*** Opening EXTRACTED RECORDS ***

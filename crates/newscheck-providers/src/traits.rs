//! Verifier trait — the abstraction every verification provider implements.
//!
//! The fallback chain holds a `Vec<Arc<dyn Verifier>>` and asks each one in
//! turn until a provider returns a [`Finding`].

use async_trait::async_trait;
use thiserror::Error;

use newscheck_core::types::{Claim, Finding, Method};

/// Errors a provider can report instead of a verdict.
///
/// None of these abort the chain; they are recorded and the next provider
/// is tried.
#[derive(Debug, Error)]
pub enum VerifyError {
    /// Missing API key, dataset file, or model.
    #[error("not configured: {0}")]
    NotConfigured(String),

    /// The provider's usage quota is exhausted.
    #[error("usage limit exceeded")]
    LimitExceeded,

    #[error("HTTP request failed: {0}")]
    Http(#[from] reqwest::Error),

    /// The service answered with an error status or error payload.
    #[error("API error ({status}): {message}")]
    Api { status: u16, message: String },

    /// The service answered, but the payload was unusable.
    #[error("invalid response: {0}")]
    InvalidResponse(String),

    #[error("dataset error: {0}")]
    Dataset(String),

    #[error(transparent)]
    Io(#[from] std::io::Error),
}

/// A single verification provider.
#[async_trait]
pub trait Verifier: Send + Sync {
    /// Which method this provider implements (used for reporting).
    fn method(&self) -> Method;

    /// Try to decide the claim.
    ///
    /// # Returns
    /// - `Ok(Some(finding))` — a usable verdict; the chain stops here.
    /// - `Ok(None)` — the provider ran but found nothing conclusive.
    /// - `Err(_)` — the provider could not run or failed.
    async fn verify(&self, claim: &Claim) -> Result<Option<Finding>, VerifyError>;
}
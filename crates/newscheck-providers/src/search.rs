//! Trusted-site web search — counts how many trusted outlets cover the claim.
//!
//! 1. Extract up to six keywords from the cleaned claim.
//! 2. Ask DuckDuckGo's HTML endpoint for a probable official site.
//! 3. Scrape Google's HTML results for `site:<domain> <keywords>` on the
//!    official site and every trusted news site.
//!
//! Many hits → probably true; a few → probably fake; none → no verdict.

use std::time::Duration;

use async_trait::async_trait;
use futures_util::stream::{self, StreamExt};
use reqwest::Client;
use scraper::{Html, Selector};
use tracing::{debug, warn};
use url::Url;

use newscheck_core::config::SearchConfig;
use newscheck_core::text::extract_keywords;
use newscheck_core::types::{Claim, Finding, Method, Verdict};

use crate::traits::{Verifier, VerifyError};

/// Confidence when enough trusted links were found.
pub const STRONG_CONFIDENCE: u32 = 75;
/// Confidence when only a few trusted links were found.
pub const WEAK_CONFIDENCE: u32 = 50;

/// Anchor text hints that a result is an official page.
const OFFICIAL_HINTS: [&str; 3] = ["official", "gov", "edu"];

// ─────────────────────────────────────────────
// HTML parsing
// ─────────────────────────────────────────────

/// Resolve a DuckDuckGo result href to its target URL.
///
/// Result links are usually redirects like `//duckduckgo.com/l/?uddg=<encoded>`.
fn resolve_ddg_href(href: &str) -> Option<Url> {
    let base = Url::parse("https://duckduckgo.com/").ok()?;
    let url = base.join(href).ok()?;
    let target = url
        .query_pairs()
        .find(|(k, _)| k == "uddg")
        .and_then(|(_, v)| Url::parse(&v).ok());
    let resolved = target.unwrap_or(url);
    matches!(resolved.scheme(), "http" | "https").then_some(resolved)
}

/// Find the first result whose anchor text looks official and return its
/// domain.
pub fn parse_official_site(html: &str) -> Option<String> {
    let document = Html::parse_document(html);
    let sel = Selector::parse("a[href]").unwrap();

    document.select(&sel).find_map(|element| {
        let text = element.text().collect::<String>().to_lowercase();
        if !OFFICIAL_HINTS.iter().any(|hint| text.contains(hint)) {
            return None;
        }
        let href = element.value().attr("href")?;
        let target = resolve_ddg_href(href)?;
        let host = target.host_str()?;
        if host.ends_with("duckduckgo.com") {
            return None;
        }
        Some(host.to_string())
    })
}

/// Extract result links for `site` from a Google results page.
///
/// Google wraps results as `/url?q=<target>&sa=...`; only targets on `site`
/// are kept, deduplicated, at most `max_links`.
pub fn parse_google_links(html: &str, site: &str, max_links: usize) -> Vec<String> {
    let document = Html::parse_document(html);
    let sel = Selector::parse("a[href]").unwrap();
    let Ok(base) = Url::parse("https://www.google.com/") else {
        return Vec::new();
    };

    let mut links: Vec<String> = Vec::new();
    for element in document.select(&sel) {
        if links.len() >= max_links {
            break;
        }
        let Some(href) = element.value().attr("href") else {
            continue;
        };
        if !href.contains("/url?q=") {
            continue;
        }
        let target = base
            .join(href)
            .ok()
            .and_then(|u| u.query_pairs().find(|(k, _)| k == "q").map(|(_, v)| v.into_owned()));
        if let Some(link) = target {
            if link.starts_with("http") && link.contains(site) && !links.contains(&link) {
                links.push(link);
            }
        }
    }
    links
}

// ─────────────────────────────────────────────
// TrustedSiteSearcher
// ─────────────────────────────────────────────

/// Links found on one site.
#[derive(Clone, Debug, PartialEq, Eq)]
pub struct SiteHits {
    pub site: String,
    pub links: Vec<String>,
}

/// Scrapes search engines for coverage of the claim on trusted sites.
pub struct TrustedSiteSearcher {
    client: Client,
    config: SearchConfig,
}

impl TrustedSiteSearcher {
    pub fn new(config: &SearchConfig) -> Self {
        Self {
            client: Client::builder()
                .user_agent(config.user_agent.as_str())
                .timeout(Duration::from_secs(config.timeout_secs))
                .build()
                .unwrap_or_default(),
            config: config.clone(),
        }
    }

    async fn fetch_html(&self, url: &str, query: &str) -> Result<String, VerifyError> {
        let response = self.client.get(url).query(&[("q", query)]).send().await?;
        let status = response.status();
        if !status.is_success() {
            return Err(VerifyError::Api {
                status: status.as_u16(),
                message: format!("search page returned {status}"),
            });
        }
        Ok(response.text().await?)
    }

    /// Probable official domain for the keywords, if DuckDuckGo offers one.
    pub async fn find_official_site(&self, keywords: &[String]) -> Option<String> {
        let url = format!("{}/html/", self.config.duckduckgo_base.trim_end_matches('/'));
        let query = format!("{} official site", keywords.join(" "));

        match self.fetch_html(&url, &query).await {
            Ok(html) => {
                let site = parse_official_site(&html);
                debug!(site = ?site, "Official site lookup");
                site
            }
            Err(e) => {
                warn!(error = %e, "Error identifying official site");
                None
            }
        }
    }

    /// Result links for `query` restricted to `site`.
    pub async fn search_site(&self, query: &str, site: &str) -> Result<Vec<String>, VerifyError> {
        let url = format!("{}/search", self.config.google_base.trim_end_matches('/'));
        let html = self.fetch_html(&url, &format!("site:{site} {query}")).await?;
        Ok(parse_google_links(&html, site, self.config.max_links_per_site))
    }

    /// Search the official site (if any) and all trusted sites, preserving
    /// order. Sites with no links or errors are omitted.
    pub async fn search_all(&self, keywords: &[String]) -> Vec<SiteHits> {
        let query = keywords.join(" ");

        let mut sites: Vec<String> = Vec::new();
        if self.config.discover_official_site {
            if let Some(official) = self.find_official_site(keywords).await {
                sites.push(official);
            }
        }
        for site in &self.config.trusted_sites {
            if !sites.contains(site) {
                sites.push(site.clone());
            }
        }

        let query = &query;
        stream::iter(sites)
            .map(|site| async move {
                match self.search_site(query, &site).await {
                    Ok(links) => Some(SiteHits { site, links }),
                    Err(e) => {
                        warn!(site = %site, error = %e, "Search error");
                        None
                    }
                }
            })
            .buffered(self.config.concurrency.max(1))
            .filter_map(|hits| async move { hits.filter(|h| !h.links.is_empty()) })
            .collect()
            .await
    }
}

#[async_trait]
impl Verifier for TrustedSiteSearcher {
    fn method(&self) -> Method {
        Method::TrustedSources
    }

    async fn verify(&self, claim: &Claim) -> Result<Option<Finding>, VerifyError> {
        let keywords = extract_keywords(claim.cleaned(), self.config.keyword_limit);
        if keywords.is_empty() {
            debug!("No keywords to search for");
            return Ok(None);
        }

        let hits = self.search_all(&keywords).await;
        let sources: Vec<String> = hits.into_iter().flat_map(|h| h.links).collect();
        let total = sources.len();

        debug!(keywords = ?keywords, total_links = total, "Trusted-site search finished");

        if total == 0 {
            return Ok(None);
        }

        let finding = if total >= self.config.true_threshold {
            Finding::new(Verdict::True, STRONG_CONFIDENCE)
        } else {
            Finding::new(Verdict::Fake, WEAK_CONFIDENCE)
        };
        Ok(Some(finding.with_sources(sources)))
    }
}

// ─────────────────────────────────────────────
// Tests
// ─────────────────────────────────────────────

*** Closing EXTRACTED RECORDS ***

### INSTRUCTIONS FOR THE TASK
For this task, write out exactly the lines of the entries above, starting at the line with "fn method(&self) -> Method;" and ending at the line with "run or failed.", both included, and no others.

### RESPONSE TO THIS TASK
    fn method(&self) -> Method;

    /// Try to decide the claim.
    ///
    /// # Returns
    /// - `Ok(Some(finding))` — a usable verdict; the chain stops here.
    /// - `Ok(None)` — the provider ran but found nothing conclusive.
    /// - `Err(_)` — the provider could not run or failed.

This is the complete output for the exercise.